The 41-year-old may have had a history of drug and alcohol abuse, and his songs may have touched upon themes such as existentialist thoughts (‘In The End’, ‘I’ll Be Gone’), death (‘Waiting For The End’, ‘Given Up’), depression (‘Numb’, ‘Crawling’), addictions (‘Breaking The Habit’) and abuse (‘Bleed It Out’) among others. This will make many write off his death as another messed up rock star who wasted away his life. But I don’t think so!
The songs he sang also talked of love, empathy, rising up again, helping others and about dealing with pain. Writing and singing were his way of expressing himself. Through music and lyrics, he told the world stories of his pain and suffering.
In an old interview with Goalcast, he says,
I was just like “fuck the world.” Not like, “I need a break.” Honestly, “Fuck all of you, everybody and everything, and I don’t like doing anything anymore. Nothing makes me happy.
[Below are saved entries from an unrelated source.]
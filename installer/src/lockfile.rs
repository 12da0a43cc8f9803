//! SDK version detection from the Composer lock file.
//!
//! The download tool needs the installed SDK version to build release URLs.
//! The version is read from the project's `composer.lock`, which pins the
//! exact version of every installed package.

use camino::{Utf8Path, Utf8PathBuf};
use log::debug;
use serde::Deserialize;
use std::fmt;

/// Composer package name of the Javonet PHP SDK.
pub const SDK_PACKAGE_NAME: &str = "javonet/javonet-php-sdk";

/// Branch name used as a version when the SDK is installed from source.
pub const MAIN_BRANCH: &str = "main";

/// Lock file name written by Composer.
pub const LOCK_FILE_NAME: &str = "composer.lock";

/// The installed SDK version as recorded in the lock file.
///
/// Either a semantic version (`2.3.1`, `v2.3.1`) or the literal `main`.
///
/// # Examples
///
/// ```
/// use javonet_installer::lockfile::PackageVersion;
///
/// assert_eq!(PackageVersion::new("2.3.1").release_ref(), "v2.3.1");
/// assert_eq!(PackageVersion::new("v2.3.1").release_ref(), "v2.3.1");
/// assert_eq!(PackageVersion::new("main").release_ref(), "main");
/// ```
#[derive(Debug, Clone, PartialEq, Eq)]
pub struct PackageVersion(String);

impl PackageVersion {
    /// Wrap a version string taken from the lock file.
    #[must_use]
    pub fn new(version: impl Into<String>) -> Self {
        Self(version.into())
    }

    /// Return the version exactly as recorded.
    #[must_use]
    pub fn as_str(&self) -> &str {
        &self.0
    }

    /// Return the git ref the release is published under.
    ///
    /// Release tags carry a `v` prefix; `main` and versions that already
    /// start with `v` are used unchanged.
    #[must_use]
    pub fn release_ref(&self) -> String {
        if self.0 == MAIN_BRANCH || self.0.starts_with('v') {
            self.0.clone()
        } else {
            format!("v{}", self.0)
        }
    }
}

impl fmt::Display for PackageVersion {
    fn fmt(&self, f: &mut fmt::Formatter<'_>) -> fmt::Result {
        f.write_str(&self.0)
    }
}

/// Errors arising from version detection.
#[derive(Debug, thiserror::Error)]
pub enum VersionError {
    /// The lock file does not exist.
    #[error("lock file not found at {path}")]
    LockFileMissing {
        /// Where the lock file was expected.
        path: Utf8PathBuf,
    },

    /// The lock file exists but could not be read.
    #[error("failed to read lock file {path}: {source}")]
    LockFileRead {
        /// Path to the lock file.
        path: Utf8PathBuf,
        /// The underlying I/O error.
        #[source]
        source: std::io::Error,
    },

    /// The lock file is not valid JSON of the expected shape.
    #[error("invalid lock file {path}: {source}")]
    LockFileParse {
        /// Path to the lock file.
        path: Utf8PathBuf,
        /// The underlying JSON error.
        #[source]
        source: serde_json::Error,
    },

    /// No record for the package exists in the lock file.
    #[error("package {package} not found in lock file")]
    PackageNotFound {
        /// The package that was searched for.
        package: String,
    },
}

#[derive(Debug, Deserialize)]
struct LockFile {
    #[serde(default)]
    packages: Vec<LockedPackage>,
}

#[derive(Debug, Deserialize)]
struct LockedPackage {
    #[serde(default)]
    name: Option<String>,
    #[serde(default)]
    version: Option<String>,
}

impl LockFile {
    fn version_of(&self, package: &str) -> Option<PackageVersion> {
        self.packages
            .iter()
            .find(|locked| locked.name.as_deref() == Some(package))
            .and_then(|locked| locked.version.as_deref())
            .filter(|version| !version.is_empty())
            .map(PackageVersion::new)
    }
}

/// Return the default lock file location for an SDK installed at
/// `package_dir`.
///
/// Composer installs the SDK under `vendor/javonet/javonet-php-sdk`, so the
/// project root holding `composer.lock` is three levels up.
///
/// # Examples
///
/// ```
/// use camino::Utf8Path;
/// use javonet_installer::lockfile::default_lock_file;
///
/// let path = default_lock_file(Utf8Path::new("/app/vendor/javonet/javonet-php-sdk"));
/// assert_eq!(path, "/app/vendor/javonet/javonet-php-sdk/../../../composer.lock");
/// ```
#[must_use]
pub fn default_lock_file(package_dir: &Utf8Path) -> Utf8PathBuf {
    package_dir.join("..").join("..").join("..").join(LOCK_FILE_NAME)
}

/// Resolve the version of `package` recorded in the lock file at `lock_file`.
///
/// The first record whose `name` equals `package` wins. Records without a
/// name or version are skipped.
///
/// # Errors
///
/// Returns [`VersionError::LockFileMissing`] when the file does not exist,
/// [`VersionError::LockFileRead`] or [`VersionError::LockFileParse`] when it
/// cannot be read or parsed, and [`VersionError::PackageNotFound`] when no
/// record matches.
pub fn resolve_version(
    lock_file: &Utf8Path,
    package: &str,
) -> Result<PackageVersion, VersionError> {
    if !lock_file.is_file() {
        return Err(VersionError::LockFileMissing {
            path: lock_file.to_owned(),
        });
    }

    let contents =
        std::fs::read_to_string(lock_file).map_err(|source| VersionError::LockFileRead {
            path: lock_file.to_owned(),
            source,
        })?;

    let parsed: LockFile =
        serde_json::from_str(&contents).map_err(|source| VersionError::LockFileParse {
            path: lock_file.to_owned(),
            source,
        })?;

    debug!(
        "resolve_version: {} package record(s) in {lock_file}",
        parsed.packages.len()
    );

    parsed
        .version_of(package)
        .ok_or_else(|| VersionError::PackageNotFound {
            package: package.to_owned(),
        })
}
Chester has been quite vocal about his struggle with depression. Sadly, it took him away from us. What else do we need to realize that the sinking feeling people talk about is real? Watch Chester talk about his battle with depression.
He further says,
You don’t have to know somebody to have an intimate experience with them…
I believe he is talking about empathy. Don’t make the common mistake of confusing it with sympathy. Watch this video about the distinction between empathy and sympathy.
We lost Robin Willams. We lost Chester. We don’t want to lose more people because our false sense of strength that stops us from feeling empathetic. This time it was a celebrity, next time it could be your loved one.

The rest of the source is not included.